__Dataset entries__

"""

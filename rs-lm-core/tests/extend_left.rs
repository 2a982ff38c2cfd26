mod common;

use common::{indices, tolerance, toy, PHRASES};
use rs_lm_core::{ChartState, LanguageModel, Model, ModelType, RuleScore, WordIndex};

fn score_phrase(model: &Model, words: &[WordIndex], begin_sentence: bool) -> (f32, ChartState) {
	let mut rule = RuleScore::new(model);
	if begin_sentence {
		rule.begin_sentence();
	}
	for &word in words {
		rule.terminal(word);
	}
	rule.finish()
}

fn combine(model: &Model, parts: &[(f32, ChartState)]) -> (f32, ChartState) {
	let mut rule = RuleScore::new(model);
	let ((first_prob, first), rest) = parts.split_first().unwrap();
	rule.begin_non_terminal(first, *first_prob);
	for (prob, state) in rest {
		rule.non_terminal(state, *prob);
	}
	rule.finish()
}

fn sentence_score(model: &Model, words: &[WordIndex]) -> f32 {
	let mut state = model.begin_sentence_state();
	let mut total = 0.0;
	for &word in words {
		let (ret, next) = model.full_score(&state, word);
		total += ret.prob;
		state = next;
	}
	total
}

#[test]
fn splitting_a_phrase_keeps_its_score() {
	for model_type in ModelType::all() {
		let model = toy(model_type);
		let tol = tolerance(model_type);
		for phrase in PHRASES {
			let words = indices(&model, phrase);
			let (whole_prob, whole) = score_phrase(&model, &words, false);
			for split in 1..words.len() {
				let left = score_phrase(&model, &words[..split], false);
				let right = score_phrase(&model, &words[split..], false);
				let (prob, state) = combine(&model, &[left, right]);
				assert!(
					(prob - whole_prob).abs() <= tol,
					"{model_type} \"{phrase}\" split at {split}: {prob} vs {whole_prob}"
				);
				assert_eq!(state.right.words(), whole.right.words(), "{model_type} \"{phrase}\" split at {split}");
				assert_eq!(state.left.length, whole.left.length, "{model_type} \"{phrase}\" split at {split}");
				assert_eq!(state.left.full, whole.left.full);
			}
		}
	}
}

#[test]
fn three_way_splits_keep_the_score() {
	for model_type in ModelType::all() {
		let model = toy(model_type);
		let tol = tolerance(model_type);
		for phrase in PHRASES {
			let words = indices(&model, phrase);
			let (whole_prob, whole) = score_phrase(&model, &words, false);
			for first in 1..words.len() {
				for second in first + 1..words.len() {
					let parts = [
						score_phrase(&model, &words[..first], false),
						score_phrase(&model, &words[first..second], false),
						score_phrase(&model, &words[second..], false),
					];
					let (prob, state) = combine(&model, &parts);
					assert!((prob - whole_prob).abs() <= tol, "{model_type} \"{phrase}\" at {first},{second}");
					assert_eq!(state.right.words(), whole.right.words());
				}
			}
		}
	}
}

#[test]
fn completed_sentences_match_left_to_right_scoring() {
	for model_type in ModelType::all() {
		let model = toy(model_type);
		let tol = tolerance(model_type);
		for phrase in PHRASES {
			let words = indices(&model, phrase);
			let expected = sentence_score(&model, &words);

			let (prob, state) = score_phrase(&model, &words, true);
			assert!((prob - expected).abs() <= tol, "{model_type} \"{phrase}\": {prob} vs {expected}");
			assert!(state.left.full);
			assert_eq!(state.left.length, 0);

			// The rest costs charged to the right part are corrected once
			// the sentence start is attached.
			for split in 1..words.len() {
				let left = score_phrase(&model, &words[..split], true);
				let right = score_phrase(&model, &words[split..], false);
				let (prob, combined) = combine(&model, &[left, right]);
				assert!(
					(prob - expected).abs() <= tol,
					"{model_type} \"{phrase}\" split at {split}: {prob} vs {expected}"
				);
				assert_eq!(combined.right.words(), state.right.words());
			}
		}
	}
}

#[test]
fn rest_costs_are_charged_without_context() {
	let model = toy(ModelType::RestProbing);
	let b = model.index("b");
	let (prob, state) = score_phrase(&model, &[b], false);
	// The best probability "b" reaches with any left context is "<s> a b".
	assert!((prob - -0.1).abs() < 1e-6);
	assert_eq!(state.left.length, 1);
	assert!(!state.left.full);
	assert!((model.un_rest(state.left.pointers(), 1) - (-1.0 - -0.1)).abs() < 1e-6);

	let plain = toy(ModelType::Probing);
	let (prob, _) = score_phrase(&plain, &[plain.index("b")], false);
	assert_eq!(prob, -1.0);
}
//! Bit-packed arrays making up the levels of the trie.
//!
//! N-grams are keyed right to left: the root level is indexed by the most
//! recent word, and each deeper level adds one word of left context. A record
//! at order `k` stores the leftmost word of its n-gram; its children at order
//! `k + 1` are the n-grams extending it one word to the left, stored as a
//! contiguous range sorted by word.
//!
//! ```text
//! unigrams:  [prob f32 | backoff f32 | next u64] x (vocab + 1)
//! middle:    [word | weights | next]            x (count + 1)
//! longest:   [word | prob]                      x count
//! ```
//!
//! The extra unigram and middle record is a sentinel whose `next` closes the
//! last child range.

use byteorder::{ByteOrder, LittleEndian};

use crate::bhiksha::Bhiksha;
use crate::binary_format::Parameters;
use crate::error::{LmError, Result};
use crate::util::bit_packing::{read_int57, write_int57, BitsMask};
use crate::vocab::WordIndex;

/// Half-open range of record indices in the next order.
#[derive(Clone, Copy, Debug, Default, PartialEq, Eq, Hash)]
pub struct NodeRange {
	pub begin: u64,
	pub end: u64,
}

impl NodeRange {
	pub fn is_empty(&self) -> bool {
		self.begin >= self.end
	}
}

const UNIGRAM_SIZE: usize = 16;

/// Order-1 records, indexed directly by word.
#[derive(Clone, Copy, Debug)]
pub struct Unigrams {
	offset: usize,
	count: u64,
}

impl Unigrams {
	pub fn size(count: u64) -> usize {
		(count as usize + 1) * UNIGRAM_SIZE
	}

	pub fn new(offset: usize, count: u64) -> Self {
		Self { offset, count }
	}

	#[inline]
	fn at(&self, word: WordIndex) -> usize {
		self.offset + word as usize * UNIGRAM_SIZE
	}

	/// Probability and backoff of `word`.
	#[inline]
	pub fn weights(&self, mem: &[u8], word: WordIndex) -> (f32, f32) {
		let at = self.at(word);
		(LittleEndian::read_f32(&mem[at..at + 4]), LittleEndian::read_f32(&mem[at + 4..at + 8]))
	}

	/// Range of bigrams ending in `word`.
	#[inline]
	pub fn children(&self, mem: &[u8], word: WordIndex) -> NodeRange {
		let at = self.at(word);
		NodeRange {
			begin: LittleEndian::read_u64(&mem[at + 8..at + 16]),
			end: LittleEndian::read_u64(&mem[at + UNIGRAM_SIZE + 8..at + UNIGRAM_SIZE + 16]),
		}
	}

	pub fn write_weights(&self, mem: &mut [u8], word: WordIndex, prob: f32, backoff: f32) {
		let at = self.at(word);
		LittleEndian::write_f32(&mut mem[at..at + 4], prob);
		LittleEndian::write_f32(&mut mem[at + 4..at + 8], backoff);
	}

	/// Sets where the children of `word` begin; `word == count` is the sentinel.
	pub fn write_next(&self, mem: &mut [u8], word: WordIndex, next: u64) {
		debug_assert!(u64::from(word) <= self.count);
		let at = self.at(word);
		LittleEndian::write_u64(&mut mem[at + 8..at + 16], next);
	}
}

/// Binary search for `word` among the records `range` of a packed array.
///
/// `word_bit(index)` is the bit offset of a record's word field.
#[inline]
fn find_bit_packed(
	mem: &[u8],
	word_mask: BitsMask,
	range: NodeRange,
	word: WordIndex,
	word_bit: impl Fn(u64) -> u64,
) -> Option<u64> {
	let (mut lo, mut hi) = (range.begin, range.end);
	let key = u64::from(word);
	while lo < hi {
		let mid = lo + (hi - lo) / 2;
		let found = read_int57(mem, word_bit(mid), word_mask);
		if found < key {
			lo = mid + 1;
		} else if found > key {
			hi = mid;
		} else {
			return Some(mid);
		}
	}
	None
}

/// Records of orders 2..N-1.
#[derive(Clone, Debug)]
pub struct BitPackedMiddle<B> {
	/// Byte offset of the records, after the pointer table.
	records: usize,
	word_mask: BitsMask,
	quant_bits: u8,
	total_bits: u64,
	entries: u64,
	insert_index: u64,
	/// Child pointer of the last inserted record; pointers never decrease.
	last_next: u64,
	bhiksha: B,
}

impl<B: Bhiksha> BitPackedMiddle<B> {
	fn total_bits(bhiksha: &B, quant_bits: u8, max_vocab: u64) -> u64 {
		u64::from(BitsMask::by_max(max_vocab).bits) + u64::from(quant_bits) + u64::from(bhiksha.inline_bits())
	}

	pub fn size(quant_bits: u8, entries: u64, max_vocab: u64, max_next: u64, params: &Parameters) -> usize {
		let bhiksha = B::new(0, entries + 1, max_next, params);
		let total_bits = Self::total_bits(&bhiksha, quant_bits, max_vocab);
		B::size(entries + 1, max_next, params) + (((1 + entries) * total_bits + 7) / 8) as usize + 8
	}

	pub fn new(offset: usize, quant_bits: u8, entries: u64, max_vocab: u64, max_next: u64, params: &Parameters) -> Self {
		let bhiksha = B::new(offset, entries + 1, max_next, params);
		let total_bits = Self::total_bits(&bhiksha, quant_bits, max_vocab);
		Self {
			records: offset + B::size(entries + 1, max_next, params),
			word_mask: BitsMask::by_max(max_vocab),
			quant_bits,
			total_bits,
			entries,
			insert_index: 0,
			last_next: 0,
			bhiksha,
		}
	}

	#[inline]
	fn record_bit(&self, index: u64) -> u64 {
		self.records as u64 * 8 + index * self.total_bits
	}

	#[inline]
	fn next_bit(&self, index: u64) -> u64 {
		self.record_bit(index) + u64::from(self.word_mask.bits) + u64::from(self.quant_bits)
	}

	pub fn entries(&self) -> u64 {
		self.entries
	}

	/// Appends a record and returns the bit offset of its weights.
	///
	/// # Errors
	/// - Sizing error when the array is full or `word` does not fit.
	/// - Build-order error when `next` is below the previous record's.
	pub fn insert(&mut self, mem: &mut [u8], word: WordIndex, next: u64) -> Result<u64> {
		if self.insert_index >= self.entries {
			return Err(LmError::Sizing(format!("middle order holds only {} records", self.entries)));
		}
		if next < self.last_next {
			return Err(LmError::BuildOrder(format!(
				"middle record {} points at {next}, before {}",
				self.insert_index, self.last_next
			)));
		}
		if u64::from(word) > self.word_mask.mask {
			return Err(LmError::Sizing(format!("word {word} does not fit in {} bits", self.word_mask.bits)));
		}
		let index = self.insert_index;
		write_int57(mem, self.record_bit(index), self.word_mask.bits, u64::from(word));
		let next_bit = self.next_bit(index);
		self.bhiksha.write_next(mem, index, next_bit, next);
		self.last_next = next;
		self.insert_index += 1;
		Ok(self.record_bit(index) + u64::from(self.word_mask.bits))
	}

	/// Writes the sentinel closing the last child range.
	///
	/// # Errors
	/// Returns a build-order error if records are missing or `next_end`
	/// precedes the last child pointer.
	pub fn finished_loading(&mut self, mem: &mut [u8], next_end: u64) -> Result<()> {
		if self.insert_index != self.entries {
			return Err(LmError::BuildOrder(format!(
				"middle order received {} of {} records",
				self.insert_index, self.entries
			)));
		}
		if next_end < self.last_next {
			return Err(LmError::BuildOrder(format!("middle order ends at {next_end}, before {}", self.last_next)));
		}
		let next_bit = self.next_bit(self.entries);
		self.bhiksha.write_next(mem, self.entries, next_bit, next_end);
		self.bhiksha.finished_loading(mem)
	}

	/// Looks `word` up in `range`. On success returns the weights' bit offset
	/// and the record index, and narrows `range` to the record's children.
	#[inline]
	pub fn find(&self, mem: &[u8], word: WordIndex, range: &mut NodeRange) -> Option<(u64, u64)> {
		let index = find_bit_packed(mem, self.word_mask, *range, word, |i| self.record_bit(i))?;
		let weights = self.record_bit(index) + u64::from(self.word_mask.bits);
		*range = self.bhiksha.read_next(mem, index, self.next_bit(index), self.total_bits);
		Some((weights, index))
	}

	/// Weights' bit offset of record `index`; `range` becomes its children.
	#[inline]
	pub fn read_entry(&self, mem: &[u8], index: u64, range: &mut NodeRange) -> u64 {
		*range = self.bhiksha.read_next(mem, index, self.next_bit(index), self.total_bits);
		self.record_bit(index) + u64::from(self.word_mask.bits)
	}

	/// Word stored in record `index`.
	pub fn word(&self, mem: &[u8], index: u64) -> WordIndex {
		read_int57(mem, self.record_bit(index), self.word_mask) as WordIndex
	}
}

/// Records of the highest order.
#[derive(Clone, Copy, Debug)]
pub struct BitPackedLongest {
	records: usize,
	word_mask: BitsMask,
	total_bits: u64,
	entries: u64,
	insert_index: u64,
}

impl BitPackedLongest {
	pub fn size(quant_bits: u8, entries: u64, max_vocab: u64) -> usize {
		let total_bits = u64::from(BitsMask::by_max(max_vocab).bits) + u64::from(quant_bits);
		(((1 + entries) * total_bits + 7) / 8) as usize + 8
	}

	pub fn new(offset: usize, quant_bits: u8, entries: u64, max_vocab: u64) -> Self {
		let word_mask = BitsMask::by_max(max_vocab);
		Self {
			records: offset,
			word_mask,
			total_bits: u64::from(word_mask.bits) + u64::from(quant_bits),
			entries,
			insert_index: 0,
		}
	}

	#[inline]
	fn record_bit(&self, index: u64) -> u64 {
		self.records as u64 * 8 + index * self.total_bits
	}

	pub fn entries(&self) -> u64 {
		self.entries
	}

	/// Appends a record and returns the bit offset of its probability.
	///
	/// # Errors
	/// Returns a sizing error when the array is full or `word` does not fit.
	pub fn insert(&mut self, mem: &mut [u8], word: WordIndex) -> Result<u64> {
		if self.insert_index >= self.entries {
			return Err(LmError::Sizing(format!("longest order holds only {} records", self.entries)));
		}
		if u64::from(word) > self.word_mask.mask {
			return Err(LmError::Sizing(format!("word {word} does not fit in {} bits", self.word_mask.bits)));
		}
		let at = self.record_bit(self.insert_index);
		write_int57(mem, at, self.word_mask.bits, u64::from(word));
		self.insert_index += 1;
		Ok(at + u64::from(self.word_mask.bits))
	}

	/// # Errors
	/// Returns a build-order error if records are missing.
	pub fn finished_loading(&self) -> Result<()> {
		if self.insert_index != self.entries {
			return Err(LmError::BuildOrder(format!(
				"longest order received {} of {} records",
				self.insert_index, self.entries
			)));
		}
		Ok(())
	}

	/// Bit offset of the probability of `word` within `range`.
	#[inline]
	pub fn find(&self, mem: &[u8], word: WordIndex, range: NodeRange) -> Option<u64> {
		let index = find_bit_packed(mem, self.word_mask, range, word, |i| self.record_bit(i))?;
		Some(self.record_bit(index) + u64::from(self.word_mask.bits))
	}

	/// Bit offset of the probability of record `index`.
	#[inline]
	pub fn read_entry(&self, index: u64) -> u64 {
		self.record_bit(index) + u64::from(self.word_mask.bits)
	}
}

"""

__WHAT THE TASK REQUIRES__
Find the string "expected" in the data. Report each line it appears in.

__OUTPUT__
			let expected = sentence_score(&model, &words);
			assert!((prob - expected).abs() <= tol, "{model_type} \"{phrase}\": {prob} vs {expected}");
					(prob - expected).abs() <= tol,
					"{model_type} \"{phrase}\" split at {split}: {prob} vs {expected}"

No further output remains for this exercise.